[Start of section]

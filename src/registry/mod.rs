//! # Handler Registry
//!
//! Registration and lookup of the domain handlers interested in change
//! records.
//!
//! ## Architecture
//!
//! ```text
//! Registry
//! ├── handler        (ItemHandler / AttributeHandler capabilities)
//! ├── dispatch_table (prefix-pair routing, lifecycle + attribute bindings)
//! └── registration   (static startup registration list)
//! ```
//!
//! ## Usage
//!
//! ```rust
//! use stream_dispatch::registry::{item_handler, DispatchTable, Registration};
//!
//! let on_comment_add = item_handler("user.on_comment_add", |comment_id, _image| {
//!     tracing::info!(comment_id, "comment added");
//!     Ok(())
//! });
//!
//! let table = DispatchTable::from_registrations(vec![Registration::item_add(
//!     "comment",
//!     "-",
//!     vec![on_comment_add],
//! )]);
//!
//! assert_eq!(table.search_item_add("comment", "-").len(), 1);
//! assert!(table.search_item_add("post", "-").is_empty());
//! ```

pub mod dispatch_table;
pub mod handler;
pub mod registration;

// Re-export main types for easy access
pub use dispatch_table::{
    AttributeBinding, DispatchTable, ExpectedOld, LifecycleBinding, LifecyclePhase,
    RouteBindings, RouteSummary,
};
pub use handler::{
    attribute_handler, item_handler, AttributeHandler, FnAttributeHandler, FnItemHandler,
    ItemHandler,
};
pub use registration::{production_registrations, DomainHandlers, Registration};
//! # Stream Processor
//!
//! Drives each change record of a batch through the dispatch pipeline:
//!
//! ```text
//! decode keys + images
//!   → legacy postprocessor (first matching prefix rule, at most one)
//!   → item-add handlers          (Created)
//!   → attribute-change handlers  (Created, Modified)
//!   → item-delete handlers       (Removed)
//! ```
//!
//! Records are handled sequentially in batch order. Every handler call goes
//! through [`StreamProcessor::invoke_isolated`], so a failing handler is logged
//! and recorded in the [`BatchSummary`] but never stops its siblings or later
//! records. Decode failures are not isolated: they abort the batch, leaving
//! earlier records already dispatched.

use crate::config::ProcessorConfig;
use crate::differ::changed_attributes;
use crate::error::Result;
use crate::events::{StreamBatch, StreamRecord};
use crate::logging::{log_batch_summary, log_handler_error, log_record_operation};
use crate::models::{ChangeRecord, EventKind, KeyPath};
use crate::orchestration::types::{
    BatchSummary, DispatchPhase, DispatchPlan, HandlerFailure, RecordOutcome,
};
use crate::postprocessor::{Postprocessor, PostprocessorRouter};
use crate::registry::DispatchTable;
use crate::state_machine::{RecordEvent, RecordStateMachine};
use std::any::Any;
use std::panic::{self, AssertUnwindSafe};
use std::sync::Arc;
use tracing::{error, info, info_span};

/// Dispatches decoded change records to the registered handlers
#[derive(Debug, Clone)]
pub struct StreamProcessor {
    dispatch_table: Arc<DispatchTable>,
    router: Arc<PostprocessorRouter>,
    config: ProcessorConfig,
}

/// Per-record invocation bookkeeping
struct Invocations<'a> {
    record: &'a ChangeRecord,
    count: usize,
    failures: Vec<HandlerFailure>,
}

impl StreamProcessor {
    pub fn new(dispatch_table: Arc<DispatchTable>, router: Arc<PostprocessorRouter>) -> Self {
        Self {
            dispatch_table,
            router,
            config: ProcessorConfig::default(),
        }
    }

    pub fn with_config(mut self, config: ProcessorConfig) -> Self {
        self.config = config;
        self
    }

    pub fn config(&self) -> &ProcessorConfig {
        &self.config
    }

    pub fn dispatch_table(&self) -> &DispatchTable {
        &self.dispatch_table
    }

    pub fn router(&self) -> &PostprocessorRouter {
        &self.router
    }

    /// Process an upstream JSON payload of the form `{"Records": [...]}`.
    pub fn process_event_json(&self, payload: &str) -> Result<BatchSummary> {
        let batch = StreamBatch::from_json(payload)?;
        self.process_batch(&batch)
    }

    /// Decode and dispatch every record of a wire batch, in order.
    pub fn process_batch(&self, batch: &StreamBatch) -> Result<BatchSummary> {
        self.run_batch(batch.len(), batch.records.iter().map(StreamRecord::decode))
    }

    /// Dispatch already decoded records, in order.
    pub fn process_records(&self, records: &[ChangeRecord]) -> Result<BatchSummary> {
        self.run_batch(records.len(), records.iter().cloned().map(Ok))
    }

    fn run_batch<I>(&self, size: usize, records: I) -> Result<BatchSummary>
    where
        I: IntoIterator<Item = Result<ChangeRecord>>,
    {
        let mut summary = BatchSummary::start();
        let span = info_span!("stream_batch", batch_id = %summary.batch_id, records = size);
        let _entered = span.enter();

        for (index, record) in records.into_iter().enumerate() {
            match record.and_then(|record| self.process_record(&record)) {
                Ok(outcome) => summary.absorb(outcome),
                Err(e) => {
                    error!(
                        batch_id = %summary.batch_id,
                        record_index = index,
                        dispatched = summary.record_count,
                        error = %e,
                        "Failed to decode change record, aborting batch"
                    );
                    return Err(e);
                }
            }
        }

        let summary = summary.finish();
        log_batch_summary(&summary);
        Ok(summary)
    }

    /// Dispatch a single decoded record through every pipeline step.
    pub fn process_record(&self, record: &ChangeRecord) -> Result<RecordOutcome> {
        let mut machine = RecordStateMachine::new(record.event_kind);
        let key_path = record.key_path()?;
        machine.transition(RecordEvent::Decode)?;

        info!(
            event_kind = %record.event_kind,
            key_path = %key_path,
            event_id = record.event_id.as_deref(),
            sequence_number = record.sequence_number.as_deref(),
            changed = ?changed_attributes(&record.old_image, &record.new_image),
            "📋 RECORD_OPERATION: Dispatching change record"
        );

        let mut invocations = Invocations {
            record,
            count: 0,
            failures: Vec::new(),
        };

        let postprocessor = self.select_postprocessor(record);
        if let Some(postprocessor) = postprocessor {
            self.invoke_isolated(
                &mut invocations,
                DispatchPhase::Postprocess,
                postprocessor.name(),
                || {
                    postprocessor.run(
                        &record.partition_key,
                        &record.sort_key,
                        &record.old_image,
                        &record.new_image,
                    )
                },
            );
        }
        machine.transition(RecordEvent::Postprocess)?;

        let KeyPath {
            type_prefix,
            item_id,
            sub_prefix,
        } = &key_path;

        match record.event_kind {
            EventKind::Created => {
                for handler in self.dispatch_table.search_item_add(type_prefix, sub_prefix) {
                    self.invoke_isolated(
                        &mut invocations,
                        DispatchPhase::ItemAdd,
                        handler.name(),
                        || handler.handle(item_id, &record.new_image),
                    );
                }
                machine.transition(RecordEvent::DispatchItemAdd)?;
                self.dispatch_attribute_changes(&mut invocations, &key_path);
                machine.transition(RecordEvent::DispatchAttributeChanges)?;
            }
            EventKind::Modified => {
                self.dispatch_attribute_changes(&mut invocations, &key_path);
                machine.transition(RecordEvent::DispatchAttributeChanges)?;
            }
            EventKind::Removed => {
                for handler in self.dispatch_table.search_item_delete(type_prefix, sub_prefix) {
                    self.invoke_isolated(
                        &mut invocations,
                        DispatchPhase::ItemDelete,
                        handler.name(),
                        || handler.handle(item_id, &record.old_image),
                    );
                }
                machine.transition(RecordEvent::DispatchItemDelete)?;
            }
        }

        let final_state = machine.transition(RecordEvent::Finish)?;

        Ok(RecordOutcome {
            key_path,
            final_state,
            postprocessor: postprocessor.map(|p| p.name().to_string()),
            invocations: invocations.count,
            failures: invocations.failures,
        })
    }

    /// Handlers the record would reach, without invoking any of them.
    pub fn plan(&self, record: &ChangeRecord) -> Result<DispatchPlan> {
        let key_path = record.key_path()?;
        let (type_prefix, sub_prefix) = (&key_path.type_prefix, &key_path.sub_prefix);

        let mut plan = DispatchPlan {
            postprocessor: self
                .select_postprocessor(record)
                .map(|p| p.name().to_string()),
            ..Default::default()
        };

        match record.event_kind {
            EventKind::Created => {
                plan.item_add = self
                    .dispatch_table
                    .search_item_add(type_prefix, sub_prefix)
                    .into_iter()
                    .map(|h| h.name().to_string())
                    .collect();
            }
            EventKind::Removed => {
                plan.item_delete = self
                    .dispatch_table
                    .search_item_delete(type_prefix, sub_prefix)
                    .into_iter()
                    .map(|h| h.name().to_string())
                    .collect();
            }
            EventKind::Modified => {}
        }

        if record.event_kind.carries_new_image() {
            plan.attribute_change = self
                .dispatch_table
                .search_attribute_changes(
                    type_prefix,
                    sub_prefix,
                    &record.old_image,
                    &record.new_image,
                )
                .into_iter()
                .map(|h| h.name().to_string())
                .collect();
        }

        Ok(plan)
    }

    fn select_postprocessor(&self, record: &ChangeRecord) -> Option<&Arc<dyn Postprocessor>> {
        if !self.config.legacy_postprocessors {
            return None;
        }
        self.router.select(&record.partition_key, &record.sort_key)
    }

    fn dispatch_attribute_changes(&self, invocations: &mut Invocations<'_>, key_path: &KeyPath) {
        let record = invocations.record;
        let handlers = self.dispatch_table.search_attribute_changes(
            &key_path.type_prefix,
            &key_path.sub_prefix,
            &record.old_image,
            &record.new_image,
        );
        for handler in handlers {
            self.invoke_isolated(
                invocations,
                DispatchPhase::AttributeChange,
                handler.name(),
                || handler.handle(&key_path.item_id, &record.old_image, &record.new_image),
            );
        }
    }

    /// Invoke one handler, converting an error or a panic into a logged
    /// [`HandlerFailure`]. Nothing a handler does can fail the batch.
    fn invoke_isolated<F>(
        &self,
        invocations: &mut Invocations<'_>,
        phase: DispatchPhase,
        handler: &str,
        invoke: F,
    ) where
        F: FnOnce() -> anyhow::Result<()>,
    {
        let record = invocations.record;
        invocations.count += 1;
        log_record_operation(
            phase.operation(),
            record.event_kind.wire_name(),
            &record.partition_key,
            &record.sort_key,
            Some(handler),
            "started",
        );

        let result = panic::catch_unwind(AssertUnwindSafe(invoke)).unwrap_or_else(|payload| {
            Err(anyhow::anyhow!(
                "handler panicked: {}",
                panic_message(payload.as_ref())
            ))
        });

        if let Err(error) = result {
            log_handler_error(
                phase,
                handler,
                record.event_kind.wire_name(),
                &record.partition_key,
                &record.sort_key,
                &error,
            );
            invocations.failures.push(HandlerFailure {
                partition_key: record.partition_key.clone(),
                sort_key: record.sort_key.clone(),
                event_kind: record.event_kind,
                phase,
                handler: handler.to_string(),
                error: format!("{error:#}"),
            });
        }
    }
}

fn panic_message(payload: &(dyn Any + Send)) -> &str {
    payload
        .downcast_ref::<&str>()
        .copied()
        .or_else(|| payload.downcast_ref::<String>().map(String::as_str))
        .unwrap_or("non-string panic payload")
}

[End of section]

### Your assignment
Using the listing, say how many lines include the word "BatchSummary", and add nothing else.

### Reply to the exercise
7